O veterano artista de gravação Luciano criticou a qualidade da música que vem da Jamaica e está clamando por um estatuto para reger as músicas que são lançadas ao público.

“Eu, o Messenjah, estou clamando ao governo, ou ao futuro governo, por uma espécie de controle de moralidade para a música. As pessoas que têm o poder de fazer isso precisam propor uma legislação para a música ou ter um comitê que testa a música, como um Bureau de Padrões que verifica os produtos antes que possam ser vendidos na Jamaica “, disse Luciano ao THE STAR .

“O problema não é o gênero da música, mas a mensagem que foi aprovada para tocar em público. Não é tocar em casas particulares, mas no transporte público.”

As leis jamaicanas proíbem os artistas de usar palavrões durante apresentações ao vivo, e pessoas também foram presas e multadas por usarem ‘palavrões’ em espaços públicos. Mas Luciano está mais focado nas mensagens que glorificam tudo que é criminoso, e até atos sexuais agressivos.

“A mensagem que sai incita o crime e a violência e é mais parecida com pornografia. Isso não é certo para o crescimento espiritual das pessoas. A música pode ser vibrante e não deixar a festa virando zona de guerra. Olhe quando o dancehall começou. divirta-se, não era tão perigoso e não precisava ser tão ousado “, disse ele.

“Agora, o homem canta maneiras de matar o homem – dê um tiro na cabeça e mek medula mosca.
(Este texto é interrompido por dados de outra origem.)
//! Configuration module for episode-finder
//!
//! This module defines the application configuration and config file lookup.

pub mod app_config;
pub mod path_resolver;

pub use app_config::{AppConfig, ConfigOverrides};
//! Path resolution module for episode-finder
//!
//! Provides utilities for resolving the config file location with support for:
//! - Absolute paths (returned as-is)
//! - Tilde (~) expansion to home directory
//! - Relative paths (resolved from current directory)
//! - XDG Base Directory specification compliance

use anyhow::{anyhow, Result};
use std::path::PathBuf;

const APP_DIR: &str = "episode-finder";

/// Expand tilde (~) in path to home directory
pub fn expand_home(path: &str) -> Result<PathBuf> {
    if let Some(stripped) = path.strip_prefix('~') {
        let home = std::env::var("HOME")
            .map_err(|_| anyhow!("HOME environment variable not set"))?;
        if stripped.is_empty() {
            Ok(PathBuf::from(home))
        } else if stripped.starts_with('/') {
            Ok(PathBuf::from(format!("{}{}", home, stripped)))
        } else {
            // ~username format not supported, return as-is
            Ok(PathBuf::from(path))
        }
    } else {
        Ok(PathBuf::from(path))
    }
}

/// Resolve a path to an absolute path
///
/// Resolution order:
/// 1. Expand ~ to home directory
/// 2. If absolute, return as-is
/// 3. If relative, resolve from current directory
pub fn resolve_path(path: &str) -> Result<PathBuf> {
    let expanded = expand_home(path)?;

    if expanded.is_absolute() {
        Ok(expanded)
    } else {
        let current_dir = std::env::current_dir()
            .map_err(|e| anyhow!("Failed to get current directory: {}", e))?;
        Ok(current_dir.join(expanded))
    }
}

/// Get the XDG config directory for episode-finder
///
/// Returns: $XDG_CONFIG_HOME/episode-finder or ~/.config/episode-finder
pub fn get_config_dir() -> PathBuf {
    if let Ok(xdg_config) = std::env::var("XDG_CONFIG_HOME") {
        PathBuf::from(xdg_config).join(APP_DIR)
    } else if let Ok(home) = std::env::var("HOME") {
        PathBuf::from(home).join(".config").join(APP_DIR)
    } else {
        PathBuf::from(".config").join(APP_DIR)
    }
}

/// Get the default config file path
pub fn get_default_config_path() -> PathBuf {
    get_config_dir().join("config.toml")
}
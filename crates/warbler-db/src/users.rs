use rusqlite::{Connection, OptionalExtension, params};
use tracing::{debug, warn};
use warbler_auth::{hash_password, verify_password};

use crate::models::{
    DEFAULT_HEADER_IMAGE_URL, DEFAULT_IMAGE_URL, NewUser, ProfileUpdate, SignupForm, USER_COLUMNS,
    User, UserStats,
};
use crate::{Database, Error, Result};

impl NewUser {
    /// Direct construction. `password` must already be hashed.
    pub fn new(email: &str, username: &str, password: &str) -> Self {
        Self {
            id: None,
            email: email.to_string(),
            username: username.to_string(),
            password: password.to_string(),
            image_url: None,
        }
    }

    /// Hash the password and stage the user. Nothing touches the database
    /// until the result goes through [`Database::insert_user`].
    pub fn signup(form: SignupForm<'_>) -> Result<Self> {
        let password = hash_password(form.password)?;
        Ok(Self {
            id: None,
            email: form.email.to_string(),
            username: form.username.to_string(),
            password,
            image_url: form.image_url.map(str::to_string),
        })
    }

    pub fn with_id(mut self, id: i64) -> Self {
        self.id = Some(id);
        self
    }
}

impl Database {
    /// Persist a staged user. A taken email, username or id is
    /// `Error::Validation`.
    pub fn insert_user(&self, new: &NewUser) -> Result<User> {
        self.with_conn_mut(|conn| {
            let image_url = match new.image_url.as_deref() {
                Some(url) if !url.is_empty() => url,
                _ => DEFAULT_IMAGE_URL,
            };

            conn.execute(
                "INSERT INTO users (id, email, username, password, image_url) VALUES (?1, ?2, ?3, ?4, ?5)",
                params![new.id, new.email, new.username, new.password, image_url],
            )?;

            let id = conn.last_insert_rowid();
            debug!("Inserted user #{} ({})", id, new.username);

            query_user_by_id(conn, id)?.ok_or_else(|| Error::NotFound(format!("user #{}", id)))
        })
    }

    pub fn get_user(&self, id: i64) -> Result<Option<User>> {
        self.with_conn(|conn| query_user_by_id(conn, id))
    }

    pub fn get_user_by_username(&self, username: &str) -> Result<Option<User>> {
        self.with_conn(|conn| {
            let sql = format!("SELECT {USER_COLUMNS} FROM users u WHERE u.username = ?1");
            Ok(conn.query_row(&sql, [username], User::from_row).optional()?)
        })
    }

    /// Returns the user when `password` matches the stored hash. Any other
    /// outcome, including an unknown username, is `Ok(None)`.
    pub fn authenticate(&self, username: &str, password: &str) -> Result<Option<User>> {
        let Some(user) = self.get_user_by_username(username)? else {
            debug!("Login for unknown user {}", username);
            return Ok(None);
        };

        match verify_password(password, &user.password) {
            Ok(true) => Ok(Some(user)),
            Ok(false) => {
                debug!("Wrong password for {}", username);
                Ok(None)
            }
            Err(e) => {
                warn!("Unverifiable password hash for user #{}: {}", user.id, e);
                Ok(None)
            }
        }
    }

    /// Case-insensitive substring match on username. An empty query lists
    /// everyone.
    pub fn search_users(&self, query: &str) -> Result<Vec<User>> {
        self.with_conn(|conn| {
            let sql = format!(
                "SELECT {USER_COLUMNS} FROM users u
                 WHERE instr(lower(u.username), lower(?1)) > 0
                 ORDER BY u.username"
            );
            let mut stmt = conn.prepare(&sql)?;
            let rows = stmt
                .query_map([query], User::from_row)?
                .collect::<std::result::Result<Vec<_>, _>>()?;
            Ok(rows)
        })
    }

    pub fn update_profile(&self, id: i64, update: &ProfileUpdate) -> Result<User> {
        self.with_conn_mut(|conn| {
            let mut user = query_user_by_id(conn, id)?
                .ok_or_else(|| Error::NotFound(format!("user #{}", id)))?;

            if let Some(email) = &update.email {
                user.email = email.clone();
            }
            if let Some(username) = &update.username {
                user.username = username.clone();
            }
            if let Some(url) = &update.image_url {
                user.image_url = or_default(url, DEFAULT_IMAGE_URL);
            }
            if let Some(url) = &update.header_image_url {
                user.header_image_url = or_default(url, DEFAULT_HEADER_IMAGE_URL);
            }
            if let Some(bio) = &update.bio {
                user.bio = non_empty(bio);
            }
            if let Some(location) = &update.location {
                user.location = non_empty(location);
            }

            conn.execute(
                "UPDATE users
                 SET email = ?2, username = ?3, image_url = ?4, header_image_url = ?5, bio = ?6, location = ?7
                 WHERE id = ?1",
                params![
                    id,
                    user.email,
                    user.username,
                    user.image_url,
                    user.header_image_url,
                    user.bio,
                    user.location
                ],
            )?;
            debug!("Updated profile of user #{}", id);
            Ok(user)
        })
    }

    /// Deletes the user together with their messages, likes and follow
    /// edges. Returns whether a row was removed.
    pub fn delete_user(&self, id: i64) -> Result<bool> {
        self.with_conn_mut(|conn| {
            let removed = conn.execute("DELETE FROM users WHERE id = ?1", [id])?;
            debug!("Deleted user #{} ({} row)", id, removed);
            Ok(removed > 0)
        })
    }

    pub fn user_stats(&self, id: i64) -> Result<UserStats> {
        self.with_conn(|conn| {
            let stats = conn.query_row(
                "SELECT
                    (SELECT COUNT(*) FROM messages WHERE user_id = ?1),
                    (SELECT COUNT(*) FROM follows WHERE user_following_id = ?1),
                    (SELECT COUNT(*) FROM follows WHERE user_being_followed_id = ?1),
                    (SELECT COUNT(*) FROM likes WHERE user_id = ?1)",
                [id],
                |row| {
                    Ok(UserStats {
                        messages: row.get(0)?,
                        following: row.get(1)?,
                        followers: row.get(2)?,
                        likes: row.get(3)?,
                    })
                },
            )?;
            Ok(stats)
        })
    }
}

pub(crate) fn query_user_by_id(conn: &Connection, id: i64) -> Result<Option<User>> {
    let sql = format!("SELECT {USER_COLUMNS} FROM users u WHERE u.id = ?1");
    Ok(conn.query_row(&sql, [id], User::from_row).optional()?)
}

fn or_default(value: &str, default: &str) -> String {
    if value.trim().is_empty() {
        default.to_string()
    } else {
        value.to_string()
    }
}

fn non_empty(value: &str) -> Option<String> {
    let trimmed = value.trim();
    (!trimmed.is_empty()).then(|| trimmed.to_string())
}
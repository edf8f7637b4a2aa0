use rusqlite::{Connection, OptionalExtension, params};
use tracing::debug;

use crate::models::{MAX_MESSAGE_LEN, MESSAGE_COLUMNS, Message};
use crate::{Database, Error, Result};

impl Database {
    /// Post a message as `user_id`. Text is trimmed and must be 1 to 140
    /// characters.
    pub fn insert_message(&self, user_id: i64, text: &str) -> Result<Message> {
        let text = validate_text(text)?;

        self.with_conn_mut(|conn| {
            conn.execute(
                "INSERT INTO messages (text, user_id) VALUES (?1, ?2)",
                params![text, user_id],
            )?;
            let id = conn.last_insert_rowid();
            debug!("User #{} posted message #{}", user_id, id);

            query_message(conn, id)?.ok_or_else(|| Error::NotFound(format!("message #{}", id)))
        })
    }

    pub fn get_message(&self, id: i64) -> Result<Option<Message>> {
        self.with_conn(|conn| query_message(conn, id))
    }

    /// Messages owned by `user_id`, newest first.
    pub fn messages_for_user(&self, user_id: i64) -> Result<Vec<Message>> {
        self.with_conn(|conn| {
            let sql = format!(
                "SELECT {MESSAGE_COLUMNS} FROM messages m
                 WHERE m.user_id = ?1
                 ORDER BY m.timestamp DESC, m.id DESC"
            );
            let mut stmt = conn.prepare(&sql)?;
            let rows = stmt
                .query_map([user_id], Message::from_row)?
                .collect::<std::result::Result<Vec<_>, _>>()?;
            Ok(rows)
        })
    }

    /// Home feed: the user's own messages plus those of everyone they
    /// follow, newest first.
    pub fn timeline(&self, user_id: i64, limit: u32) -> Result<Vec<Message>> {
        self.with_conn(|conn| {
            let sql = format!(
                "SELECT {MESSAGE_COLUMNS} FROM messages m
                 WHERE m.user_id = ?1
                    OR m.user_id IN (SELECT user_being_followed_id FROM follows WHERE user_following_id = ?1)
                 ORDER BY m.timestamp DESC, m.id DESC
                 LIMIT ?2"
            );
            let mut stmt = conn.prepare(&sql)?;
            let rows = stmt
                .query_map(params![user_id, limit], Message::from_row)?
                .collect::<std::result::Result<Vec<_>, _>>()?;
            Ok(rows)
        })
    }

    /// Deletes the message and its likes. Returns whether a row was removed.
    pub fn delete_message(&self, id: i64) -> Result<bool> {
        self.with_conn_mut(|conn| {
            let removed = conn.execute("DELETE FROM messages WHERE id = ?1", [id])?;
            debug!("Deleted message #{} ({} row)", id, removed);
            Ok(removed > 0)
        })
    }
}

pub(crate) fn query_message(conn: &Connection, id: i64) -> Result<Option<Message>> {
    let sql = format!("SELECT {MESSAGE_COLUMNS} FROM messages m WHERE m.id = ?1");
    Ok(conn.query_row(&sql, [id], Message::from_row).optional()?)
}

fn validate_text(text: &str) -> Result<&str> {
    let text = text.trim();
    if text.is_empty() {
        return Err(Error::Validation("message text is empty".into()));
    }
    if text.chars().count() > MAX_MESSAGE_LEN {
        return Err(Error::Validation(format!(
            "message text exceeds {} characters",
            MAX_MESSAGE_LEN
        )));
    }
    Ok(text)
}
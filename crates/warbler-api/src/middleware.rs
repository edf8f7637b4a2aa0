use axum::{
    extract::{Request, State},
    http::{StatusCode, header},
    middleware::Next,
    response::Response,
};
use warbler_auth::decode_token;

use crate::auth::AppState;

/// Extract and validate the JWT from the Authorization header, then stash
/// its `Claims` in the request extensions.
pub async fn require_auth(
    State(state): State<AppState>,
    mut req: Request,
    next: Next,
) -> Result<Response, StatusCode> {
    let auth_header = req
        .headers()
        .get(header::AUTHORIZATION)
        .and_then(|v| v.to_str().ok())
        .ok_or(StatusCode::UNAUTHORIZED)?;

    let token = auth_header
        .strip_prefix("Bearer ")
        .ok_or(StatusCode::UNAUTHORIZED)?;

    let claims = decode_token(&state.jwt_secret, token).map_err(|_| StatusCode::UNAUTHORIZED)?;

    req.extensions_mut().insert(claims);
    Ok(next.run(req).await)
}
pub mod api;
pub mod models;
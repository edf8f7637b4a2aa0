pub mod auth;
pub mod likes;
pub mod messages;
pub mod middleware;
pub mod routes;
pub mod users;

mod views;

use axum::http::StatusCode;
use tokio::task::JoinError;
use tracing::{error, warn};

pub use auth::{AppState, AppStateInner};
pub use routes::router;

/// Map a store error to a response status. Uniqueness and other validation
/// failures surface as 409 here; handlers that take free-form input map
/// them to 400 themselves.
pub(crate) fn db_status(err: warbler_db::Error) -> StatusCode {
    match err {
        warbler_db::Error::Validation(msg) => {
            warn!("Rejected write: {}", msg);
            StatusCode::CONFLICT
        }
        warbler_db::Error::NotFound(what) => {
            warn!("Missing row: {}", what);
            StatusCode::NOT_FOUND
        }
        other => {
            error!("Database error: {}", other);
            StatusCode::INTERNAL_SERVER_ERROR
        }
    }
}

pub(crate) fn join_status(err: JoinError) -> StatusCode {
    error!("spawn_blocking join error: {}", err);
    StatusCode::INTERNAL_SERVER_ERROR
}
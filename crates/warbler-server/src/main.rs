mod config;

use std::sync::Arc;

use tower_http::cors::CorsLayer;
use tower_http::trace::TraceLayer;
use tracing::info;

use warbler_api::{AppState, AppStateInner};

use crate::config::Config;

#[tokio::main]
async fn main() -> anyhow::Result<()> {
    // Load .env if present
    let _ = dotenvy::dotenv();

    // Init logging
    tracing_subscriber::fmt()
        .with_env_filter(
            tracing_subscriber::EnvFilter::try_from_default_env()
                .unwrap_or_else(|_| "warbler=debug,warbler_api=debug,warbler_db=debug,tower_http=debug".into()),
        )
        .init();

    let config = Config::from_env()?;

    // Init database
    let db = warbler_db::Database::open(&config.db_path)?;

    let state: AppState = Arc::new(AppStateInner {
        db,
        jwt_secret: config.jwt_secret,
    });

    let app = warbler_api::router(state)
        .layer(CorsLayer::permissive())
        .layer(TraceLayer::new_for_http());

    info!("Warbler server listening on {}", config.addr);

    let listener = tokio::net::TcpListener::bind(config.addr).await?;
    axum::serve(listener, app).await?;

    Ok(())
}
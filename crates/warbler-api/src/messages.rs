use axum::{
    Extension, Json,
    extract::{Path, State},
    http::StatusCode,
    response::IntoResponse,
};
use tracing::warn;
use warbler_auth::Claims;
use warbler_types::api::{MessageResponse, NewMessageRequest};

use crate::auth::AppState;
use crate::{db_status, join_status, views};

pub const TIMELINE_LIMIT: u32 = 100;

pub async fn create_message(
    State(state): State<AppState>,
    Extension(claims): Extension<Claims>,
    Json(req): Json<NewMessageRequest>,
) -> Result<impl IntoResponse, StatusCode> {
    let message = state
        .db
        .insert_message(claims.sub, &req.text)
        .map_err(|e| match e {
            warbler_db::Error::Validation(msg) => {
                warn!("Message from user #{} rejected: {}", claims.sub, msg);
                StatusCode::BAD_REQUEST
            }
            other => db_status(other),
        })?;

    Ok((
        StatusCode::CREATED,
        Json(MessageResponse {
            message: views::message(&message),
            likes: 0,
        }),
    ))
}

pub async fn get_message(
    State(state): State<AppState>,
    Path(message_id): Path<i64>,
) -> Result<impl IntoResponse, StatusCode> {
    let message = state
        .db
        .get_message(message_id)
        .map_err(db_status)?
        .ok_or(StatusCode::NOT_FOUND)?;
    let likes = state.db.like_count(message_id).map_err(db_status)?;

    Ok(Json(MessageResponse {
        message: views::message(&message),
        likes,
    }))
}

/// Only the author may delete a message.
pub async fn delete_message(
    State(state): State<AppState>,
    Extension(claims): Extension<Claims>,
    Path(message_id): Path<i64>,
) -> Result<impl IntoResponse, StatusCode> {
    let message = state
        .db
        .get_message(message_id)
        .map_err(db_status)?
        .ok_or(StatusCode::NOT_FOUND)?;

    if message.user_id != claims.sub {
        warn!("User #{} tried to delete message #{}", claims.sub, message_id);
        return Err(StatusCode::FORBIDDEN);
    }

    state.db.delete_message(message_id).map_err(db_status)?;
    Ok(StatusCode::NO_CONTENT)
}

pub async fn timeline(
    State(state): State<AppState>,
    Extension(claims): Extension<Claims>,
) -> Result<impl IntoResponse, StatusCode> {
    let db = state.clone();
    let rows = tokio::task::spawn_blocking(move || db.db.timeline(claims.sub, TIMELINE_LIMIT))
        .await
        .map_err(join_status)?
        .map_err(db_status)?;

    Ok(Json(views::messages(&rows)))
}
use warbler_types::models;

pub(crate) fn user(row: &warbler_db::User) -> models::User {
    models::User {
        id: row.id,
        username: row.username.clone(),
        email: row.email.clone(),
        image_url: row.image_url.clone(),
        header_image_url: row.header_image_url.clone(),
        bio: row.bio.clone(),
        location: row.location.clone(),
    }
}

pub(crate) fn users(rows: &[warbler_db::User]) -> Vec<models::User> {
    rows.iter().map(user).collect()
}

pub(crate) fn message(row: &warbler_db::Message) -> models::Message {
    models::Message {
        id: row.id,
        text: row.text.clone(),
        timestamp: row.timestamp,
        user_id: row.user_id,
    }
}

pub(crate) fn messages(rows: &[warbler_db::Message]) -> Vec<models::Message> {
    rows.iter().map(message).collect()
}
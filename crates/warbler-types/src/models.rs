use chrono::{DateTime, Utc};
use serde::{Deserialize, Serialize};

/// Public view of a user. The password hash never leaves the server.
#[derive(Debug, Clone, PartialEq, Serialize, Deserialize)]
pub struct User {
    pub id: i64,
    pub username: String,
    pub email: String,
    pub image_url: String,
    pub header_image_url: String,
    pub bio: Option<String>,
    pub location: Option<String>,
}

#[derive(Debug, Clone, PartialEq, Serialize, Deserialize)]
pub struct Message {
    pub id: i64,
    pub text: String,
    pub timestamp: DateTime<Utc>,
    pub user_id: i64,
}
use rusqlite::ffi;
use thiserror::Error;
use warbler_auth::AuthError;

pub type Result<T> = std::result::Result<T, Error>;

#[derive(Debug, Error)]
pub enum Error {
    /// Input rejected by the store, including uniqueness violations.
    #[error("validation failed: {0}")]
    Validation(String),

    #[error("not found: {0}")]
    NotFound(String),

    #[error(transparent)]
    Auth(#[from] AuthError),

    #[error("database lock poisoned")]
    LockPoisoned,

    #[error("sqlite error: {0}")]
    Sqlite(#[source] rusqlite::Error),
}

impl Error {
    pub fn is_validation(&self) -> bool {
        matches!(self, Error::Validation(_))
    }
}

/// Constraint failures become domain errors so callers can tell a taken
/// username apart from a broken database.
impl From<rusqlite::Error> for Error {
    fn from(err: rusqlite::Error) -> Self {
        if let rusqlite::Error::SqliteFailure(code, msg) = &err {
            let detail = msg.clone().unwrap_or_default();
            match code.extended_code {
                ffi::SQLITE_CONSTRAINT_UNIQUE | ffi::SQLITE_CONSTRAINT_PRIMARYKEY => {
                    let target = detail
                        .strip_prefix("UNIQUE constraint failed: ")
                        .unwrap_or(&detail);
                    return Error::Validation(format!("{} already exists", target));
                }
                ffi::SQLITE_CONSTRAINT_CHECK => return Error::Validation(detail),
                ffi::SQLITE_CONSTRAINT_FOREIGNKEY => {
                    return Error::NotFound("referenced row does not exist".into());
                }
                _ => {}
            }
        }
        Error::Sqlite(err)
    }
}
use axum::{
    Extension, Json,
    extract::{Path, Query, State},
    http::StatusCode,
    response::IntoResponse,
};
use tracing::{info, warn};
use warbler_auth::{Claims, verify_password};
use warbler_db::ProfileUpdate;
use warbler_types::api::{ProfileResponse, SearchQuery, UpdateProfileRequest};

use crate::auth::{AppState, validate_email, validate_username};
use crate::{db_status, join_status, views};

pub async fn search_users(
    State(state): State<AppState>,
    Query(query): Query<SearchQuery>,
) -> Result<impl IntoResponse, StatusCode> {
    let rows = state.db.search_users(query.q.trim()).map_err(db_status)?;
    Ok(Json(views::users(&rows)))
}

pub async fn get_profile(
    State(state): State<AppState>,
    Path(user_id): Path<i64>,
) -> Result<impl IntoResponse, StatusCode> {
    Ok(Json(profile(&state, user_id)?))
}

/// Profile of the token's owner.
pub async fn get_own_profile(
    State(state): State<AppState>,
    Extension(claims): Extension<Claims>,
) -> Result<impl IntoResponse, StatusCode> {
    Ok(Json(profile(&state, claims.sub)?))
}

pub async fn update_profile(
    State(state): State<AppState>,
    Extension(claims): Extension<Claims>,
    Json(mut req): Json<UpdateProfileRequest>,
) -> Result<impl IntoResponse, StatusCode> {
    req.username = req.username.as_deref().map(validate_username).transpose()?;
    req.email = req.email.as_deref().map(validate_email).transpose()?;

    let db = state.clone();
    let user_id = claims.sub;
    let updated = tokio::task::spawn_blocking(move || {
        let current = db
            .db
            .get_user(user_id)
            .map_err(db_status)?
            .ok_or(StatusCode::NOT_FOUND)?;

        // Profile edits re-confirm the password
        if !verify_password(&req.password, &current.password).unwrap_or(false) {
            warn!("Profile edit for user #{} with wrong password", user_id);
            return Err(StatusCode::UNAUTHORIZED);
        }

        let update = ProfileUpdate {
            email: req.email,
            username: req.username,
            image_url: req.image_url,
            header_image_url: req.header_image_url,
            bio: req.bio,
            location: req.location,
        };
        db.db.update_profile(user_id, &update).map_err(db_status)
    })
    .await
    .map_err(join_status)??;

    Ok(Json(views::user(&updated)))
}

pub async fn delete_account(
    State(state): State<AppState>,
    Extension(claims): Extension<Claims>,
) -> Result<impl IntoResponse, StatusCode> {
    if !state.db.delete_user(claims.sub).map_err(db_status)? {
        return Err(StatusCode::NOT_FOUND);
    }
    info!("User #{} ({}) deleted their account", claims.sub, claims.username);
    Ok(StatusCode::NO_CONTENT)
}

pub async fn following(
    State(state): State<AppState>,
    Path(user_id): Path<i64>,
) -> Result<impl IntoResponse, StatusCode> {
    ensure_user(&state, user_id)?;
    let rows = state.db.following(user_id).map_err(db_status)?;
    Ok(Json(views::users(&rows)))
}

pub async fn followers(
    State(state): State<AppState>,
    Path(user_id): Path<i64>,
) -> Result<impl IntoResponse, StatusCode> {
    ensure_user(&state, user_id)?;
    let rows = state.db.followers(user_id).map_err(db_status)?;
    Ok(Json(views::users(&rows)))
}

pub async fn likes(
    State(state): State<AppState>,
    Path(user_id): Path<i64>,
) -> Result<impl IntoResponse, StatusCode> {
    ensure_user(&state, user_id)?;
    let rows = state.db.likes(user_id).map_err(db_status)?;
    Ok(Json(views::messages(&rows)))
}

pub async fn follow(
    State(state): State<AppState>,
    Extension(claims): Extension<Claims>,
    Path(user_id): Path<i64>,
) -> Result<impl IntoResponse, StatusCode> {
    if user_id == claims.sub {
        return Err(StatusCode::BAD_REQUEST);
    }
    state.db.follow(claims.sub, user_id).map_err(db_status)?;
    Ok(StatusCode::NO_CONTENT)
}

pub async fn unfollow(
    State(state): State<AppState>,
    Extension(claims): Extension<Claims>,
    Path(user_id): Path<i64>,
) -> Result<impl IntoResponse, StatusCode> {
    if !state.db.unfollow(claims.sub, user_id).map_err(db_status)? {
        return Err(StatusCode::NOT_FOUND);
    }
    Ok(StatusCode::NO_CONTENT)
}

fn profile(state: &AppState, user_id: i64) -> Result<ProfileResponse, StatusCode> {
    let user = state
        .db
        .get_user(user_id)
        .map_err(db_status)?
        .ok_or(StatusCode::NOT_FOUND)?;
    let stats = state.db.user_stats(user_id).map_err(db_status)?;

    Ok(ProfileResponse {
        user: views::user(&user),
        messages: stats.messages,
        following: stats.following,
        followers: stats.followers,
        likes: stats.likes,
    })
}

fn ensure_user(state: &AppState, user_id: i64) -> Result<(), StatusCode> {
    match state.db.get_user(user_id).map_err(db_status)? {
        Some(_) => Ok(()),
        None => Err(StatusCode::NOT_FOUND),
    }
}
E isso também é visto no tipo de vídeos que os artistas estão lançando para apoiar e promover a música. É como se o Diabo tivesse levado sobre a fraternidade musical. Não é a mesma coisa para mim. Às vezes me sinto triste por fazer parte desta fraternidade, e daria a minha vida para que os padrões melhorassem ”.

Ele argumentou que a Jamaica é vista como um modelo de diferentes maneiras, com a música sendo usada no mais alto nível de liderança global por muitas décadas.

“Não é apenas a nossa ilha que precisa de cura espiritual. Poderíamos dizer que o mundo todo precisa, mas especialmente a Jamaica, porque nosso pequeno país com apenas três milhões ou quase uma população é um modelo para todos. Veja o formato da Jamaica. é o olho e a África tem o formato da cabeça, mas os africanos nos olham como uma Meca “, disse ele. “Nos dias de Bob Marley, ele cantava Zimbabwe (lançado em 1979) e se tornou um hino para as pessoas que lutavam por sua liberdade.”

Luciano disse que a influência que a Jamaica tem sobre as pessoas é “indiscutível” e que os artistas do mundo inteiro estão nos copiando.

“[Uma mudança] não precisa ser tão agressiva. Será apenas como quando dirigimos na rodovia e há uma verificação de velocidade … pode haver uma verificação de velocidade com a música. Se eles puderem ter um lei do cinto de segurança, proibição de bolsas de escândalos por poluir a atmosfera, podemos proibir letras que poluem a atmosfera musical também ”, continuou Luciano.